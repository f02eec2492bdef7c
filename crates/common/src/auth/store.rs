//! Session store: atomic snapshots over a durable backend
//!
//! Layering mirrors the rest of the auth core: `SessionStore` keeps an
//! in-memory snapshot behind a `tokio::sync::RwLock` and writes through to
//! a [`SessionBackend`]. The whole `Option<Session>` is replaced under the
//! write lock, so readers always see a complete session or none at all.

use std::path::{Path, PathBuf};
use std::sync::Arc;

use async_trait::async_trait;
use thiserror::Error;
use tokio::sync::RwLock;
use tracing::{debug, info};

use super::traits::SessionBackend;
use super::types::{Session, UserProfile};

/// Error type for session storage operations.
#[derive(Debug, Error)]
pub enum StoreError {
    /// A session with an empty access token was rejected on write.
    #[error("session rejected: access token is empty")]
    EmptyToken,

    /// Reading or writing the durable record failed.
    #[error("session storage I/O failed: {0}")]
    Io(#[from] std::io::Error),

    /// The durable record exists but could not be decoded.
    #[error("session record could not be decoded: {0}")]
    Decode(#[from] serde_json::Error),
}

/// Thread-safe session store with write-through persistence.
///
/// One store is shared by the request pipeline, the refresh coordinator,
/// and the auth service; `get` returns a snapshot that is never partially
/// updated mid-read.
pub struct SessionStore {
    backend: Arc<dyn SessionBackend>,
    current: RwLock<Option<Session>>,
}

impl SessionStore {
    /// Create a store over the given durable backend.
    #[must_use]
    pub fn new(backend: Arc<dyn SessionBackend>) -> Self {
        Self { backend, current: RwLock::new(None) }
    }

    /// Load any persisted session into memory.
    ///
    /// Should be called once on startup. Returns `true` when a session was
    /// restored.
    ///
    /// # Errors
    /// Returns an error if a stored record exists but cannot be read.
    pub async fn initialize(&self) -> Result<bool, StoreError> {
        match self.backend.load().await? {
            Some(session) => {
                *self.current.write().await = Some(session);
                info!("session store initialized with existing session");
                Ok(true)
            }
            None => {
                debug!("no persisted session found");
                Ok(false)
            }
        }
    }

    /// Current session snapshot, or `None` when signed out.
    pub async fn get(&self) -> Option<Session> {
        self.current.read().await.clone()
    }

    /// Persist `session` and make it the current snapshot.
    ///
    /// # Errors
    /// Returns [`StoreError::EmptyToken`] for a session without an access
    /// token, or a backend error if persistence fails; the in-memory
    /// snapshot is left untouched on failure.
    pub async fn set(&self, session: Session) -> Result<(), StoreError> {
        if session.token.is_empty() {
            return Err(StoreError::EmptyToken);
        }

        self.backend.save(&session).await?;
        *self.current.write().await = Some(session);

        info!("session stored");
        Ok(())
    }

    /// Remove the session from memory and durable storage.
    ///
    /// # Errors
    /// Returns a backend error if the durable record cannot be removed; the
    /// in-memory snapshot is cleared regardless, so callers are signed out
    /// either way.
    pub async fn clear(&self) -> Result<(), StoreError> {
        let result = self.backend.clear().await;
        *self.current.write().await = None;

        info!("session cleared");
        result
    }

    /// Current access token, if signed in.
    pub async fn access_token(&self) -> Option<String> {
        self.current.read().await.as_ref().map(|s| s.token.clone())
    }

    /// Current refresh token, if one was issued.
    pub async fn refresh_token(&self) -> Option<String> {
        self.current.read().await.as_ref().and_then(|s| s.refresh_token.clone())
    }

    /// Profile of the signed-in user, if known.
    pub async fn user(&self) -> Option<UserProfile> {
        self.current.read().await.as_ref().and_then(|s| s.user.clone())
    }

    /// Whether a session is currently held.
    pub async fn is_logged_in(&self) -> bool {
        self.current.read().await.is_some()
    }
}

impl std::fmt::Debug for SessionStore {
    fn fmt(&self, f: &mut std::fmt::Formatter<'_>) -> std::fmt::Result {
        f.debug_struct("SessionStore").finish_non_exhaustive()
    }
}

/// Durable backend storing the session as one JSON document on disk.
///
/// Writes go to a sibling temp file first and are moved into place with a
/// rename, so the record is replaced atomically and a crash mid-write can
/// never leave a half-written session behind.
#[derive(Debug, Clone)]
pub struct FileSessionBackend {
    path: PathBuf,
}

impl FileSessionBackend {
    /// Create a backend persisting to `path`.
    #[must_use]
    pub fn new(path: impl Into<PathBuf>) -> Self {
        Self { path: path.into() }
    }

    /// Location of the durable record.
    #[must_use]
    pub fn path(&self) -> &Path {
        &self.path
    }

    fn staging_path(&self) -> PathBuf {
        let mut staged = self.path.as_os_str().to_owned();
        staged.push(".tmp");
        PathBuf::from(staged)
    }
}

#[async_trait]
impl SessionBackend for FileSessionBackend {
    async fn load(&self) -> Result<Option<Session>, StoreError> {
        match tokio::fs::read(&self.path).await {
            Ok(bytes) => {
                let session = serde_json::from_slice(&bytes)?;
                Ok(Some(session))
            }
            Err(err) if err.kind() == std::io::ErrorKind::NotFound => Ok(None),
            Err(err) => Err(err.into()),
        }
    }

    async fn save(&self, session: &Session) -> Result<(), StoreError> {
        if let Some(parent) = self.path.parent() {
            if !parent.as_os_str().is_empty() {
                tokio::fs::create_dir_all(parent).await?;
            }
        }

        let staged = self.staging_path();
        let bytes = serde_json::to_vec_pretty(session)?;
        tokio::fs::write(&staged, &bytes).await?;
        tokio::fs::rename(&staged, &self.path).await?;

        debug!(path = %self.path.display(), "session record written");
        Ok(())
    }

    async fn clear(&self) -> Result<(), StoreError> {
        match tokio::fs::remove_file(&self.path).await {
            Ok(()) => Ok(()),
            Err(err) if err.kind() == std::io::ErrorKind::NotFound => Ok(()),
            Err(err) => Err(err.into()),
        }
    }
}

/// Ephemeral in-memory backend.
///
/// Used by tests and by embedders that do not want the session to survive a
/// restart.
#[derive(Debug, Default)]
pub struct MemorySessionBackend {
    slot: parking_lot::Mutex<Option<Session>>,
}

impl MemorySessionBackend {
    /// Create an empty backend.
    #[must_use]
    pub fn new() -> Self {
        Self::default()
    }
}

#[async_trait]
impl SessionBackend for MemorySessionBackend {
    async fn load(&self) -> Result<Option<Session>, StoreError> {
        Ok(self.slot.lock().clone())
    }

    async fn save(&self, session: &Session) -> Result<(), StoreError> {
        *self.slot.lock() = Some(session.clone());
        Ok(())
    }

    async fn clear(&self) -> Result<(), StoreError> {
        *self.slot.lock() = None;
        Ok(())
    }
}
//! Traits for session persistence and the refresh network call
//!
//! These traits are the injection seams of the auth core: the coordinator
//! and store are written against them so tests can swap in in-memory and
//! scripted implementations without a server or a filesystem.

use async_trait::async_trait;

use super::coordinator::RefreshError;
use super::store::StoreError;
use super::types::{Session, TokenGrant};

/// Durable storage for a single session record.
///
/// The backend stores the whole session as one value; implementations must
/// replace it atomically so a concurrent reader never observes a new access
/// token paired with a stale refresh token.
#[async_trait]
pub trait SessionBackend: Send + Sync {
    /// Load the persisted session, or `None` when nothing is stored.
    ///
    /// # Errors
    /// Returns an error if the stored record exists but cannot be read or
    /// decoded.
    async fn load(&self) -> Result<Option<Session>, StoreError>;

    /// Persist the session, replacing any previous record.
    ///
    /// # Errors
    /// Returns an error if the record cannot be written.
    async fn save(&self, session: &Session) -> Result<(), StoreError>;

    /// Remove the persisted session. Removing an absent record is not an
    /// error.
    ///
    /// # Errors
    /// Returns an error if an existing record cannot be removed.
    async fn clear(&self) -> Result<(), StoreError>;
}

/// The network call that exchanges a refresh token for a new grant.
///
/// Implementations must go straight to the transport layer rather than
/// through the request pipeline: a refresh that itself received a 401 must
/// surface as [`RefreshError::Rejected`], never re-enter the coordinator.
#[async_trait]
pub trait RefreshTransport: Send + Sync {
    /// Exchange `refresh_token` for a new token grant.
    ///
    /// # Errors
    /// Returns [`RefreshError::Rejected`] when the backend refused the
    /// token and [`RefreshError::Transport`] when no response was received.
    async fn refresh(&self, refresh_token: &str) -> Result<TokenGrant, RefreshError>;
}
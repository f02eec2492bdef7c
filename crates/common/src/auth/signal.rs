//! Session-ended broadcast
//!
//! The core never navigates or renders; when a refresh cycle fails
//! terminally it emits exactly one [`SessionEvent::Ended`] and the
//! embedding UI/routing layer decides what a sign-out looks like.

use tokio::sync::broadcast;
use tracing::debug;

/// Notifications published by the auth core.
#[derive(Debug, Clone, Copy, PartialEq, Eq)]
pub enum SessionEvent {
    /// The session is gone and cannot be recovered without a new login.
    Ended,
}

/// Handle for publishing and subscribing to session events.
///
/// Cheap to clone; all clones share one channel. Events published while no
/// subscriber exists are dropped, which is fine: a UI that has not
/// subscribed yet has no session surface to tear down.
#[derive(Debug, Clone)]
pub struct SessionEvents {
    sender: broadcast::Sender<SessionEvent>,
}

impl SessionEvents {
    /// Create a new event channel.
    #[must_use]
    pub fn new() -> Self {
        let (sender, _) = broadcast::channel(8);
        Self { sender }
    }

    /// Subscribe to session events.
    #[must_use]
    pub fn subscribe(&self) -> broadcast::Receiver<SessionEvent> {
        self.sender.subscribe()
    }

    /// Publish the session-ended notification.
    pub fn session_ended(&self) {
        debug!("emitting session-ended event");
        let _ = self.sender.send(SessionEvent::Ended);
    }
}

impl Default for SessionEvents {
    fn default() -> Self {
        Self::new()
    }
}
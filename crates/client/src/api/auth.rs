//! Authentication service and refresh transport
//!
//! [`AuthService`] drives login/logout through the request pipeline.
//! [`RefreshEndpoint`] is the coordinator's network call and deliberately
//! bypasses the pipeline: a refresh that is itself rejected must surface as
//! a refresh failure, never re-enter the coordinator.

use std::sync::Arc;

use async_trait::async_trait;
use reqwest::header::CONTENT_TYPE;
use reqwest::Method;
use serde_json::json;
use tracing::{info, warn};

use regdesk_common::auth::{
    LoginCredentials, RefreshError, RefreshTransport, Session, SessionStore, TokenGrant,
    UserProfile,
};

use super::client::ApiClient;
use super::errors::{status_error, ApiError};
use super::routes;
use crate::http::HttpClient;

/// Login, logout, and session inspection.
#[derive(Debug, Clone)]
pub struct AuthService {
    api: Arc<ApiClient>,
    store: Arc<SessionStore>,
}

impl AuthService {
    /// Create the service over the shared pipeline and store.
    #[must_use]
    pub fn new(api: Arc<ApiClient>, store: Arc<SessionStore>) -> Self {
        Self { api, store }
    }

    /// Log in with email and password.
    ///
    /// A 200 response without a usable access token is an authentication
    /// failure, not a session. On success the full grant (token, optional
    /// refresh token, optional user profile) is persisted as one session.
    ///
    /// # Errors
    /// Returns [`ApiError::Auth`] for rejected credentials or an unusable
    /// grant, and the transport/storage errors of the underlying layers.
    pub async fn login(&self, credentials: &LoginCredentials) -> Result<Session, ApiError> {
        let grant: TokenGrant = self.api.post(routes::auth::LOGIN, credentials).await?;

        let session = grant.into_session(None).ok_or_else(|| {
            ApiError::Auth("login response did not include an access token".to_string())
        })?;

        self.store.set(session.clone()).await?;

        info!("login succeeded");
        Ok(session)
    }

    /// Log out.
    ///
    /// The local session is cleared whatever the network outcome; a failed
    /// logout call leaves the caller signed out locally and the error is
    /// returned for reporting.
    ///
    /// # Errors
    /// Returns the network or HTTP error of the logout call after the local
    /// session has been cleared.
    pub async fn logout(&self) -> Result<(), ApiError> {
        let outcome = self.api.execute(Method::POST, routes::auth::LOGOUT, None).await;

        self.store.clear().await?;
        info!("local session cleared");

        match outcome {
            Ok(response) if response.status().is_success() => Ok(()),
            Ok(response) => {
                let status = response.status();
                let body = response.text().await.unwrap_or_default();
                warn!(%status, "logout call rejected");
                Err(status_error(status, routes::auth::LOGOUT, body))
            }
            Err(err) => {
                warn!(error = %err, "logout call failed");
                Err(err)
            }
        }
    }

    /// Whether a session is currently held.
    pub async fn is_logged_in(&self) -> bool {
        self.store.is_logged_in().await
    }

    /// Current session snapshot, if signed in.
    pub async fn session(&self) -> Option<Session> {
        self.store.get().await
    }

    /// Profile of the signed-in user, if known.
    pub async fn current_user(&self) -> Option<UserProfile> {
        self.store.user().await
    }
}

/// The refresh network call used by the coordinator.
///
/// Posts the stored refresh token to the refresh route over the bare
/// transport (no bearer header, no pipeline).
#[derive(Debug, Clone)]
pub struct RefreshEndpoint {
    http: HttpClient,
    refresh_url: String,
}

impl RefreshEndpoint {
    /// Create the endpoint for the given base URL.
    #[must_use]
    pub fn new(http: HttpClient, base_url: &str) -> Self {
        Self { http, refresh_url: format!("{base_url}{}", routes::auth::REFRESH) }
    }
}

#[async_trait]
impl RefreshTransport for RefreshEndpoint {
    async fn refresh(&self, refresh_token: &str) -> Result<TokenGrant, RefreshError> {
        let request = self
            .http
            .request(Method::POST, &self.refresh_url)
            .header(CONTENT_TYPE, "application/json")
            .json(&json!({ "refreshToken": refresh_token }));

        let response = self
            .http
            .send(request)
            .await
            .map_err(|err| RefreshError::Transport(err.to_string()))?;

        let status = response.status();
        if !status.is_success() {
            let body = response.text().await.unwrap_or_default();
            let detail = if body.is_empty() {
                format!("status {status}")
            } else {
                format!("status {status}: {body}")
            };
            return Err(RefreshError::Rejected(detail));
        }

        response
            .json::<TokenGrant>()
            .await
            .map_err(|err| RefreshError::Rejected(format!("unreadable refresh response: {err}")))
    }
}
//! Session lifecycle and coordinated token refresh
//!
//! This module provides the authentication core shared by every RegDesk
//! client surface:
//!
//! - **Session model**: access token, optional refresh token, optional user
//!   profile, persisted and cleared as one unit
//! - **Session store**: atomic in-memory snapshots over a pluggable durable
//!   backend
//! - **Refresh coordinator**: single-flight token refresh with FIFO fan-out
//!   to every request that failed while the refresh was in flight
//! - **Session signal**: a one-way "session ended" broadcast consumed by
//!   the embedding UI layer
//!
//! # Architecture
//!
//! ```text
//! ┌────────────────────┐
//! │ RefreshCoordinator │  Single-flight refresh + waiter queue
//! └─────────┬──────────┘
//!           │
//!           ├──► RefreshTransport   (injected network call)
//!           ├──► SessionStore       (atomic session snapshots)
//!           │         │
//!           │         └──► SessionBackend  (file or in-memory persistence)
//!           │
//!           └──► SessionEvents      ("session ended" broadcast)
//! ```
//!
//! The coordinator is instantiated once per client and shared by reference;
//! it never performs navigation or any other UI side effect.

pub mod coordinator;
pub mod signal;
pub mod store;
pub mod traits;
pub mod types;

pub use coordinator::{RefreshCoordinator, RefreshError};
pub use signal::{SessionEvent, SessionEvents};
pub use store::{FileSessionBackend, MemorySessionBackend, SessionStore, StoreError};
pub use traits::{RefreshTransport, SessionBackend};
pub use types::{LoginCredentials, Session, TokenGrant, UserProfile};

• [Activity]: Within the material above, find the lines that contain the word "crates"; copy them.

• [Expected answer]:
filename crates/common/src/auth/store.rs
filename crates/common/src/auth/signal.rs
filename crates/client/src/api/auth.rs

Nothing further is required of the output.